* _Problem_: Once you have read the data below, please repeat all of it exactly.

* _Provided information_:
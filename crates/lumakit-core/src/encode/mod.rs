//! Image encoding for export.
//!
//! Exports are JPEG at a fixed quality of 100; the encoder validates the
//! buffer before writing so a malformed raster never produces partial
//! output.

mod jpeg;

pub use jpeg::{encode_jpeg, EncodeError, EXPORT_QUALITY};
//! Interactive session layer for the LumaKit editing kernel.
//!
//! Wraps the pure transforms in `lumakit-core` with everything a host UI
//! needs: display-space crop geometry, debounced adjustment sessions with
//! baseline revert, text-layer gesture handling, and background-task
//! dispatch with observable lifecycles for load, transform, and export.

pub mod crop;
pub mod debounce;
pub mod editor;
pub mod geometry;
pub mod session;
pub mod slot;
pub mod task;

pub use crop::{fit_aspect_ratio, fit_display, AspectRatio, CropHandle, CropState};
pub use debounce::{Debouncer, DEFAULT_QUIET_PERIOD};
pub use editor::{EditorSession, SessionError};
pub use geometry::{Point, Rect, Size};
pub use session::{AdjustmentSession, ToneValue};
pub use slot::ImageSlot;
pub use task::{BackgroundTask, TaskError, TaskStatus, WorkerPool};
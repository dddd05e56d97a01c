//! Power-of-two decode sampling.
//!
//! Phone photographs are routinely 50+ megapixels; decoding one at full
//! resolution just to edit a preview wastes most of that memory. The factor
//! computed here bounds the decoded size while staying a power of two, so
//! the downsample divides evenly and keeps aspect ratio exact.

/// Default edge length (in pixels) the decoded image must keep covering.
pub const DEFAULT_TARGET_EDGE: u32 = 2048;

/// Compute the power-of-two downsample factor for a source image.
///
/// Returns the largest `2^k` such that half the source, divided by the
/// factor, still covers `target` in both dimensions. Sources already within
/// `target` return 1.
///
/// # Arguments
///
/// * `width` - Source width in pixels
/// * `height` - Source height in pixels
/// * `target` - Edge length that must remain covered after sampling
pub fn sample_factor(width: u32, height: u32, target: u32) -> u32 {
    let mut factor = 1u32;
    if target == 0 {
        return factor;
    }

    if height > target || width > target {
        let half_height = height / 2;
        let half_width = width / 2;

        while half_height / factor >= target && half_width / factor >= target {
            factor *= 2;
        }
    }

    factor
}


// ============================================================================
// Property-Based Tests
// ============================================================================
//! Embedded font faces.
//!
//! The five layer font families resolve to DejaVu faces compiled into the
//! binary, so rendering never depends on host font discovery. Each face is
//! parsed once on first use and cached for the life of the process.

use std::sync::OnceLock;

use ab_glyph::FontRef;

use super::layer::FontFamily;

static FONT_SANS: &[u8] = include_bytes!("../../assets/fonts/DejaVuSans.ttf");
static FONT_SERIF: &[u8] = include_bytes!("../../assets/fonts/DejaVuSerif.ttf");
static FONT_MONO: &[u8] = include_bytes!("../../assets/fonts/DejaVuSansMono.ttf");
static FONT_SERIF_ITALIC: &[u8] = include_bytes!("../../assets/fonts/DejaVuSerif-Italic.ttf");

static SANS_FACE: OnceLock<FontRef<'static>> = OnceLock::new();
static SERIF_FACE: OnceLock<FontRef<'static>> = OnceLock::new();
static MONO_FACE: OnceLock<FontRef<'static>> = OnceLock::new();
static SERIF_ITALIC_FACE: OnceLock<FontRef<'static>> = OnceLock::new();

fn cached_face(
    slot: &'static OnceLock<FontRef<'static>>,
    bytes: &'static [u8],
) -> &'static FontRef<'static> {
    // The embedded assets are known-good TTFs; a parse failure here is a
    // build defect, not a runtime condition.
    slot.get_or_init(|| FontRef::try_from_slice(bytes).expect("embedded font is valid"))
}

/// Resolve a font family to its embedded face.
///
/// The cursive family maps to the serif italic face; DejaVu ships no
/// script font.
pub fn font_face(family: FontFamily) -> &'static FontRef<'static> {
    match family {
        FontFamily::Default | FontFamily::Sans => cached_face(&SANS_FACE, FONT_SANS),
        FontFamily::Serif => cached_face(&SERIF_FACE, FONT_SERIF),
        FontFamily::Mono => cached_face(&MONO_FACE, FONT_MONO),
        FontFamily::Cursive => cached_face(&SERIF_ITALIC_FACE, FONT_SERIF_ITALIC),
    }
}

#[cfg(test)]
mod tests {
    use super::*;
    use ab_glyph::Font;

    #[test]
    fn test_every_family_resolves() {
        for family in FontFamily::ALL {
            let face = font_face(family);
            // A face with no glyphs would be useless for stamping
            assert!(face.glyph_count() > 0);
        }
    }

    #[test]
    fn test_default_and_sans_share_a_face() {
        let a = font_face(FontFamily::Default);
        let b = font_face(FontFamily::Sans);
        assert_eq!(a.glyph_count(), b.glyph_count());
    }

    #[test]
    fn test_faces_parsed_once() {
        for family in FontFamily::ALL {
            assert!(std::ptr::eq(font_face(family), font_face(family)));
        }
    }
}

* _Answer to this task_:
filename crates/lumakit-core/src/encode/mod.rs
//! Image encoding for export.
//!
//! Exports are JPEG at a fixed quality of 100; the encoder validates the
//! buffer before writing so a malformed raster never produces partial
//! output.

mod jpeg;

pub use jpeg::{encode_jpeg, EncodeError, EXPORT_QUALITY};
//! Interactive session layer for the LumaKit editing kernel.
//!
//! Wraps the pure transforms in `lumakit-core` with everything a host UI
//! needs: display-space crop geometry, debounced adjustment sessions with
//! baseline revert, text-layer gesture handling, and background-task
//! dispatch with observable lifecycles for load, transform, and export.

pub mod crop;
pub mod debounce;
pub mod editor;
pub mod geometry;
pub mod session;
pub mod slot;
pub mod task;

pub use crop::{fit_aspect_ratio, fit_display, AspectRatio, CropHandle, CropState};
pub use debounce::{Debouncer, DEFAULT_QUIET_PERIOD};
pub use editor::{EditorSession, SessionError};
pub use geometry::{Point, Rect, Size};
pub use session::{AdjustmentSession, ToneValue};
pub use slot::ImageSlot;
pub use task::{BackgroundTask, TaskError, TaskStatus, WorkerPool};
repository dddd05e56d97a01c
//! Power-of-two decode sampling.
//!
//! Phone photographs are routinely 50+ megapixels; decoding one at full
//! resolution just to edit a preview wastes most of that memory. The factor
//! computed here bounds the decoded size while staying a power of two, so
//! the downsample divides evenly and keeps aspect ratio exact.

/// Default edge length (in pixels) the decoded image must keep covering.
pub const DEFAULT_TARGET_EDGE: u32 = 2048;

/// Compute the power-of-two downsample factor for a source image.
///
/// Returns the largest `2^k` such that half the source, divided by the
/// factor, still covers `target` in both dimensions. Sources already within
/// `target` return 1.
///
/// # Arguments
///
/// * `width` - Source width in pixels
/// * `height` - Source height in pixels
/// * `target` - Edge length that must remain covered after sampling
pub fn sample_factor(width: u32, height: u32, target: u32) -> u32 {
    let mut factor = 1u32;
    if target == 0 {
        return factor;
    }

    if height > target || width > target {
        let half_height = height / 2;
        let half_width = width / 2;

        while half_height / factor >= target && half_width / factor >= target {
            factor *= 2;
        }
    }

    factor
}


// ============================================================================
// Property-Based Tests
// ============================================================================
//! Embedded font faces.
//!
//! The five layer font families resolve to DejaVu faces compiled into the
//! binary, so rendering never depends on host font discovery. Each face is
//! parsed once on first use and cached for the life of the process.

use std::sync::OnceLock;

use ab_glyph::FontRef;

use super::layer::FontFamily;

static FONT_SANS: &[u8] = include_bytes!("../../assets/fonts/DejaVuSans.ttf");
static FONT_SERIF: &[u8] = include_bytes!("../../assets/fonts/DejaVuSerif.ttf");
static FONT_MONO: &[u8] = include_bytes!("../../assets/fonts/DejaVuSansMono.ttf");
static FONT_SERIF_ITALIC: &[u8] = include_bytes!("../../assets/fonts/DejaVuSerif-Italic.ttf");

static SANS_FACE: OnceLock<FontRef<'static>> = OnceLock::new();
static SERIF_FACE: OnceLock<FontRef<'static>> = OnceLock::new();
static MONO_FACE: OnceLock<FontRef<'static>> = OnceLock::new();
static SERIF_ITALIC_FACE: OnceLock<FontRef<'static>> = OnceLock::new();

fn cached_face(
    slot: &'static OnceLock<FontRef<'static>>,
    bytes: &'static [u8],
) -> &'static FontRef<'static> {
    // The embedded assets are known-good TTFs; a parse failure here is a
    // build defect, not a runtime condition.
    slot.get_or_init(|| FontRef::try_from_slice(bytes).expect("embedded font is valid"))
}

/// Resolve a font family to its embedded face.
///
/// The cursive family maps to the serif italic face; DejaVu ships no
/// script font.
pub fn font_face(family: FontFamily) -> &'static FontRef<'static> {
    match family {
        FontFamily::Default | FontFamily::Sans => cached_face(&SANS_FACE, FONT_SANS),
        FontFamily::Serif => cached_face(&SERIF_FACE, FONT_SERIF),
        FontFamily::Mono => cached_face(&MONO_FACE, FONT_MONO),
        FontFamily::Cursive => cached_face(&SERIF_ITALIC_FACE, FONT_SERIF_ITALIC),
    }
}

#[cfg(test)]
mod tests {
    use super::*;
    use ab_glyph::Font;

    #[test]
    fn test_every_family_resolves() {
        for family in FontFamily::ALL {
            let face = font_face(family);
            // A face with no glyphs would be useless for stamping
            assert!(face.glyph_count() > 0);
        }
    }

    #[test]
    fn test_default_and_sans_share_a_face() {
        let a = font_face(FontFamily::Default);
        let b = font_face(FontFamily::Sans);
        assert_eq!(a.glyph_count(), b.glyph_count());
    }

    #[test]
    fn test_faces_parsed_once() {
        for family in FontFamily::ALL {
            assert!(std::ptr::eq(font_face(family), font_face(family)));
        }
    }
}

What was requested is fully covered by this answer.